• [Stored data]
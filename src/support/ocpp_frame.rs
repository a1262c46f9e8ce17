//! OCPP-J envelopes
//!
//! A message is a JSON array tagged by its first element:
//!
//! - CALL       `[2, "<uniqueId>", "<action>", {<payload>}]`
//! - CALLRESULT `[3, "<uniqueId>", {<payload>}]`
//! - CALLERROR  `[4, "<uniqueId>", "<errorCode>", "<errorDescription>", {<errorDetails>}]`

use serde_json::{json, Map, Value};
use thiserror::Error;

use crate::domain::{OcppError, OcppErrorCode};

#[derive(Debug, Clone, Copy, PartialEq, Eq)]
pub enum MessageType {
    Call = 2,
    CallResult = 3,
    CallError = 4,
}

impl MessageType {
    fn from_tag(tag: u64) -> Result<Self, FrameError> {
        match tag {
            2 => Ok(Self::Call),
            3 => Ok(Self::CallResult),
            4 => Ok(Self::CallError),
            other => Err(FrameError::UnknownMessageType(other)),
        }
    }

    /// Elements a well-formed envelope of this type carries at least.
    fn min_len(self) -> usize {
        match self {
            Self::Call | Self::CallError => 4,
            Self::CallResult => 3,
        }
    }
}

#[derive(Debug, Clone, PartialEq)]
pub enum OcppFrame {
    Call {
        unique_id: String,
        action: String,
        payload: Value,
    },
    CallResult {
        unique_id: String,
        payload: Value,
    },
    CallError {
        unique_id: String,
        error_code: String,
        error_description: String,
        error_details: Value,
    },
}

fn empty_object() -> Value {
    Value::Object(Map::new())
}

fn text_at<'a>(elements: &'a [Value], index: usize, what: &'static str) -> Result<&'a str, FrameError> {
    elements[index].as_str().ok_or(FrameError::FieldTypeMismatch(what))
}

impl OcppFrame {
    pub fn parse(text: &str) -> Result<Self, FrameError> {
        let value: Value =
            serde_json::from_str(text).map_err(|e| FrameError::InvalidJson(e.to_string()))?;
        let elements = value.as_array().ok_or(FrameError::NotAnArray)?;
        let tag = elements
            .first()
            .ok_or(FrameError::EmptyArray)?
            .as_u64()
            .ok_or(FrameError::InvalidMessageType)?;

        let kind = MessageType::from_tag(tag)?;
        if elements.len() < kind.min_len() {
            return Err(FrameError::MissingFields {
                expected: kind.min_len(),
                got: elements.len(),
            });
        }

        let unique_id = text_at(elements, 1, "uniqueId must be a string")?;
        if unique_id.is_empty() {
            return Err(FrameError::FieldTypeMismatch("uniqueId must not be empty"));
        }
        let unique_id = unique_id.to_string();

        match kind {
            MessageType::Call => {
                let action = text_at(elements, 2, "action must be a string")?.to_string();
                let payload = elements[3].clone();
                if !payload.is_object() {
                    return Err(FrameError::FieldTypeMismatch("payload must be an object"));
                }
                Ok(Self::Call {
                    unique_id,
                    action,
                    payload,
                })
            }
            // Some stations send `null` for empty responses.
            MessageType::CallResult => Ok(Self::CallResult {
                unique_id,
                payload: match &elements[2] {
                    Value::Null => empty_object(),
                    other => other.clone(),
                },
            }),
            MessageType::CallError => Ok(Self::CallError {
                unique_id,
                error_code: text_at(elements, 2, "errorCode must be a string")?.to_string(),
                error_description: elements[3].as_str().unwrap_or_default().to_string(),
                error_details: elements.get(4).cloned().unwrap_or_else(empty_object),
            }),
        }
    }

    /// Message type of a frame that may not parse as a whole.
    pub fn peek_message_type(text: &str) -> Option<MessageType> {
        let value: Value = serde_json::from_str(text).ok()?;
        let tag = value.as_array()?.first()?.as_u64()?;
        MessageType::from_tag(tag).ok()
    }

    /// The unique id of a frame that failed to parse, if one can be read,
    /// so the CALLERROR can still be addressed.
    pub fn peek_unique_id(text: &str) -> Option<String> {
        let value: Value = serde_json::from_str(text).ok()?;
        let id = value.as_array()?.get(1)?.as_str()?;
        (!id.is_empty()).then(|| id.to_string())
    }

    pub fn serialize(&self) -> String {
        let envelope = match self {
            Self::Call {
                unique_id,
                action,
                payload,
            } => json!([MessageType::Call as u8, unique_id, action, payload]),
            Self::CallResult { unique_id, payload } => {
                json!([MessageType::CallResult as u8, unique_id, payload])
            }
            Self::CallError {
                unique_id,
                error_code,
                error_description,
                error_details,
            } => json!([
                MessageType::CallError as u8,
                unique_id,
                error_code,
                error_description,
                error_details
            ]),
        };
        envelope.to_string()
    }

    pub fn unique_id(&self) -> &str {
        match self {
            Self::Call { unique_id, .. }
            | Self::CallResult { unique_id, .. }
            | Self::CallError { unique_id, .. } => unique_id,
        }
    }

    /// CALLERROR answering `unique_id` with `error`.
    pub fn error_response(unique_id: impl Into<String>, error: &OcppError) -> Self {
        Self::CallError {
            unique_id: unique_id.into(),
            error_code: error.code.as_str().to_string(),
            error_description: error.description.clone(),
            error_details: error.details.clone(),
        }
    }

    pub fn is_call_result(&self) -> bool {
        matches!(self, Self::CallResult { .. })
    }
}

#[derive(Debug, Clone, Error, PartialEq)]
pub enum FrameError {
    #[error("Invalid JSON: {0}")]
    InvalidJson(String),
    #[error("OCPP message is not a JSON array")]
    NotAnArray,
    #[error("Empty OCPP message array")]
    EmptyArray,
    #[error("Message type is not a number")]
    InvalidMessageType,
    #[error("Unknown message type: {0}")]
    UnknownMessageType(u64),
    #[error("Expected at least {expected} fields, got {got}")]
    MissingFields { expected: usize, got: usize },
    #[error("Field type mismatch: {0}")]
    FieldTypeMismatch(&'static str),
}

impl FrameError {
    /// Code reported to the peer: unparsable JSON is a `ProtocolError`,
    /// anything structurally wrong a `FormationViolation`.
    pub fn code(&self) -> OcppErrorCode {
        match self {
            Self::InvalidJson(_) => OcppErrorCode::ProtocolError,
            _ => OcppErrorCode::FormationViolation,
        }
    }

    pub fn to_ocpp_error(&self) -> OcppError {
        OcppError::new(self.code(), self.to_string())
    }
}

• [Task statement] Scan the records for the word "expected", and copy each line where it is found.

• [Reply]
                expected: kind.min_len(),
    #[error("Expected at least {expected} fields, got {got}")]
    MissingFields { expected: usize, got: usize },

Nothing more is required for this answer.